Limbal corneal epithelial stem cells (LSCs) are responsible for maintaining the corneal epithelial cell mass. These cells undergo proliferation, migration and differentiation under both normal conditions as well as following injury. They can be expanded ex-vivo for intracorneal autologous transplantation.
Superficial limbal tissue sections of 2×2 or 3×1 mm were obtained, under local anesthesia, from the contralateral healthy eye (for autografting) or from a cadaveric limbal donor (for allografting), 2 to 3 weeks before a planned cultivated corneal limbal epithelial cell transplantation. The limbal tissue was washed in sterile calcium- and magnesium-free phosphate-buffered saline. The explants were then treated with 2 IU/mL dispase at 37°C for 20 minutes.
The denuded amniotic membrane (AM) was carefully separated from its nitrocellulose membrane carrier and pulled down to adhere to the bottom of the insert disc from which the membrane was previously removed. The AM was obtained during elective cesarean sections with negative tests for infectious diseases and kept at −70°C before use.
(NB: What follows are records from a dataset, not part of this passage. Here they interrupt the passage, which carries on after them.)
use std::fmt;

use super::StringId;
use crate::state::{CoordsXYZ, ExpenditureType, Money};

/// Outcome kind of a query or execute call.
#[derive(Clone, Copy, Debug, Default, PartialEq, Eq, Hash, strum::IntoStaticStr)]
#[cfg_attr(feature = "serde", derive(serde::Serialize, serde::Deserialize))]
#[strum(serialize_all = "snake_case")]
#[non_exhaustive]
pub enum Status {
    #[default]
    Ok,
    /// Malformed or stale reference. Always logged.
    InvalidParameters,
    Disallowed,
    GamePaused,
    InsufficientFunds,
    NotInEditorMode,
    /// Ownership or build-permission precondition failed.
    NotOwned,
    TooLow,
    TooHigh,
    NoClearance,
    ItemAlreadyPlaced,
    NotClosed,
    Broken,
    NoFreeElements,
    Unknown,
}

/// Result of a query or execute call.
///
/// Failures carry a title and a message identifier so a UI can render a
/// two-line error. Cost is signed; negative values are refunds.
#[derive(Clone, Debug, Default, PartialEq, Eq)]
#[cfg_attr(feature = "serde", derive(serde::Serialize, serde::Deserialize))]
pub struct ActionResult {
    pub status: Status,
    pub error_title: StringId,
    pub error_message: StringId,
    pub cost: Money,
    pub expenditure: Option<ExpenditureType>,
    /// Affected location for camera and UI feedback.
    pub position: Option<CoordsXYZ>,
}

impl ActionResult {
    /// Successful result with no cost or detail.
    pub fn ok() -> Self {
        Self::default()
    }

    /// Failed result with a status and message identifiers.
    pub fn error(status: Status, title: StringId, message: StringId) -> Self {
        Self {
            status,
            error_title: title,
            error_message: message,
            ..Self::default()
        }
    }

    /// Turns `self` into a failure while keeping its position and expenditure.
    #[must_use]
    pub fn fail(self, status: Status, title: StringId, message: StringId) -> Self {
        Self {
            status,
            error_title: title,
            error_message: message,
            ..self
        }
    }

    #[must_use]
    pub fn with_cost(mut self, cost: Money) -> Self {
        self.cost = cost;
        self
    }

    #[must_use]
    pub fn with_position(mut self, position: CoordsXYZ) -> Self {
        self.position = Some(position);
        self
    }

    #[must_use]
    pub fn with_expenditure(mut self, expenditure: ExpenditureType) -> Self {
        self.expenditure = Some(expenditure);
        self
    }

    pub fn is_ok(&self) -> bool {
        self.status == Status::Ok
    }
}

impl fmt::Display for ActionResult {
    fn fmt(&self, f: &mut fmt::Formatter<'_>) -> fmt::Result {
        let status: &'static str = self.status.into();
        if self.is_ok() {
            write!(f, "{status} (cost {})", self.cost)
        } else {
            write!(
                f,
                "{status}: {} / {}",
                self.error_title.key(),
                self.error_message.key()
            )
        }
    }
}
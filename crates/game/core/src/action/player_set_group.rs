//! Moves a network player into another permission group.

use tracing::info;

use super::{
    ActionEnvelope, ActionFlags, ActionResult, GameAction, GameCommand, ParameterVisitor, Status,
    StringId,
};
use crate::env::GameEnv;
use crate::serialise::{DataSerialiser, SerialiseError};
use crate::state::{GameState, GroupId, NetworkMode, PlayerId};

#[derive(Clone, Debug, PartialEq, Eq)]
pub struct PlayerSetGroupAction {
    envelope: ActionEnvelope,
    target: PlayerId,
    group: GroupId,
}

impl Default for PlayerSetGroupAction {
    fn default() -> Self {
        Self::new(PlayerId::NONE, GroupId::NONE)
    }
}

impl PlayerSetGroupAction {
    pub fn new(target: PlayerId, group: GroupId) -> Self {
        Self {
            envelope: ActionEnvelope::default(),
            target,
            group,
        }
    }

    pub fn target(&self) -> PlayerId {
        self.target
    }

    pub fn group(&self) -> GroupId {
        self.group
    }

    fn validate(&self, state: &GameState) -> ActionResult {
        let network = &state.network;
        let Some(target) = network.player(self.target) else {
            return ActionResult::error(Status::InvalidParameters, StringId::CantDoThis, StringId::None);
        };
        if network.group(self.group).is_none() {
            return ActionResult::error(Status::InvalidParameters, StringId::CantDoThis, StringId::None);
        }
        if target.is_server() {
            return ActionResult::error(
                Status::Disallowed,
                StringId::CantChangeGroupThatTheHostBelongsTo,
                StringId::None,
            );
        }
        if self.group == GroupId::ADMIN {
            let issuer_is_admin = network
                .player(self.envelope.player)
                .is_some_and(|issuer| issuer.group == GroupId::ADMIN);
            if !issuer_is_admin {
                return ActionResult::error(
                    Status::Disallowed,
                    StringId::CantSetToThisGroup,
                    StringId::None,
                );
            }
        }
        ActionResult::ok()
    }
}

impl GameAction for PlayerSetGroupAction {
    fn action_type(&self) -> GameCommand {
        GameCommand::SetPlayerGroup
    }

    fn envelope(&self) -> &ActionEnvelope {
        &self.envelope
    }

    fn envelope_mut(&mut self) -> &mut ActionEnvelope {
        &mut self.envelope
    }

    fn action_flags(&self) -> ActionFlags {
        ActionFlags::empty() | ActionFlags::ALLOW_WHILE_PAUSED
    }

    fn serialise_parameters(&mut self, stream: &mut DataSerialiser) -> Result<(), SerialiseError> {
        stream.serialise("player_id", &mut self.target)?;
        stream.serialise("group_id", &mut self.group)
    }

    fn accept_parameters(&self, visitor: &mut dyn ParameterVisitor) {
        visitor.visit_int("player_id", i64::from(self.target.0));
        visitor.visit_int("group_id", i64::from(self.group.0));
    }

    fn query(&self, state: &GameState, _env: &GameEnv<'_>) -> ActionResult {
        self.validate(state)
    }

    fn execute(&self, state: &mut GameState, _env: &GameEnv<'_>) -> ActionResult {
        let result = self.validate(state);
        if !result.is_ok() {
            return result;
        }

        let mode = state.network.mode;
        let group_name = state
            .network
            .group(self.group)
            .map(|group| group.name.clone())
            .unwrap_or_default();
        let Some(player) = state.network.player_mut(self.target) else {
            return ActionResult::error(Status::InvalidParameters, StringId::CantDoThis, StringId::None);
        };
        player.group = self.group;
        let (name, key_hash) = (player.name.clone(), player.key_hash.clone());

        if mode == NetworkMode::Server && !key_hash.is_empty() {
            state.network.known_users.insert(key_hash, self.group);
        }

        info!(
            issuer = %self.envelope.player,
            player = %name,
            group = %group_name,
            "player group changed"
        );
        result
    }
}

#[cfg(test)]
mod tests {
    use super::*;
    use crate::action::testing::Park;
    use crate::state::{NetworkPlayer, NetworkState, PlayerFlags};

    fn session(park: &mut Park) {
        let mut network = NetworkState::new(NetworkMode::Server);
        network.add_player(
            NetworkPlayer::new(PlayerId::HOST, "host", GroupId::ADMIN)
                .with_flags(PlayerFlags::IS_SERVER),
        );
        network.add_player(NetworkPlayer::new(PlayerId(1), "mod", GroupId::ADMIN));
        network.add_player(
            NetworkPlayer::new(PlayerId(2), "visitor", GroupId::GUEST).with_key_hash("ab12"),
        );
        network.add_player(NetworkPlayer::new(PlayerId(3), "builder", GroupId::USER));
        park.state.network = network;
    }

    fn issued_by(action: PlayerSetGroupAction, issuer: PlayerId) -> PlayerSetGroupAction {
        let mut action = action;
        action.envelope_mut().player = issuer;
        action
    }

    #[test]
    fn execute_assigns_group_and_records_known_user() {
        let mut park = Park::new();
        session(&mut park);
        let action = issued_by(PlayerSetGroupAction::new(PlayerId(2), GroupId::USER), PlayerId(1));

        let env = GameEnv::bare(&park.config);
        assert!(action.execute(&mut park.state, &env).is_ok());
        assert_eq!(
            park.state.network.player(PlayerId(2)).unwrap().group,
            GroupId::USER
        );
        assert_eq!(
            park.state.network.known_users.get("ab12"),
            Some(&GroupId::USER)
        );
    }

    #[test]
    fn unknown_player_or_group_is_invalid() {
        let mut park = Park::new();
        session(&mut park);
        let env = GameEnv::bare(&park.config);

        let missing_player = PlayerSetGroupAction::new(PlayerId(40), GroupId::USER);
        let result = missing_player.query(&park.state, &env);
        assert_eq!(result.status, Status::InvalidParameters);
        assert_eq!(result.error_title, StringId::CantDoThis);

        let missing_group = PlayerSetGroupAction::new(PlayerId(2), GroupId(9));
        assert_eq!(
            missing_group.query(&park.state, &env).status,
            Status::InvalidParameters
        );
    }

    #[test]
    fn host_group_cannot_change() {
        let mut park = Park::new();
        session(&mut park);
        let env = GameEnv::bare(&park.config);

        let action = issued_by(PlayerSetGroupAction::new(PlayerId::HOST, GroupId::USER), PlayerId(1));
        let result = action.query(&park.state, &env);
        assert_eq!(result.status, Status::Disallowed);
        assert_eq!(result.error_title, StringId::CantChangeGroupThatTheHostBelongsTo);
    }

    #[test]
    fn only_admins_grant_admin() {
        let mut park = Park::new();
        session(&mut park);
        let env = GameEnv::bare(&park.config);

        let by_user = issued_by(PlayerSetGroupAction::new(PlayerId(2), GroupId::ADMIN), PlayerId(3));
        let result = by_user.query(&park.state, &env);
        assert_eq!(result.status, Status::Disallowed);
        assert_eq!(result.error_title, StringId::CantSetToThisGroup);

        let by_admin = issued_by(PlayerSetGroupAction::new(PlayerId(2), GroupId::ADMIN), PlayerId(1));
        assert!(by_admin.query(&park.state, &env).is_ok());
    }

    #[test]
    fn allowed_while_paused() {
        assert!(PlayerSetGroupAction::default()
            .action_flags()
            .contains(ActionFlags::ALLOW_WHILE_PAUSED));
    }
}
The limbal epithelium was seeded onto the prepared, denuded AM fixed on the culture insert disc, which was put on a sterile culture plate.
The culture was submerged in keratinocyte growth medium for 2 to 3 weeks and then exposed to air by lowering the level of the medium (air lifting) for 1 to 2 days. The cultures were incubated at 37°C in a 5% carbon dioxide and 95% air incubator, and the medium was changed every other day.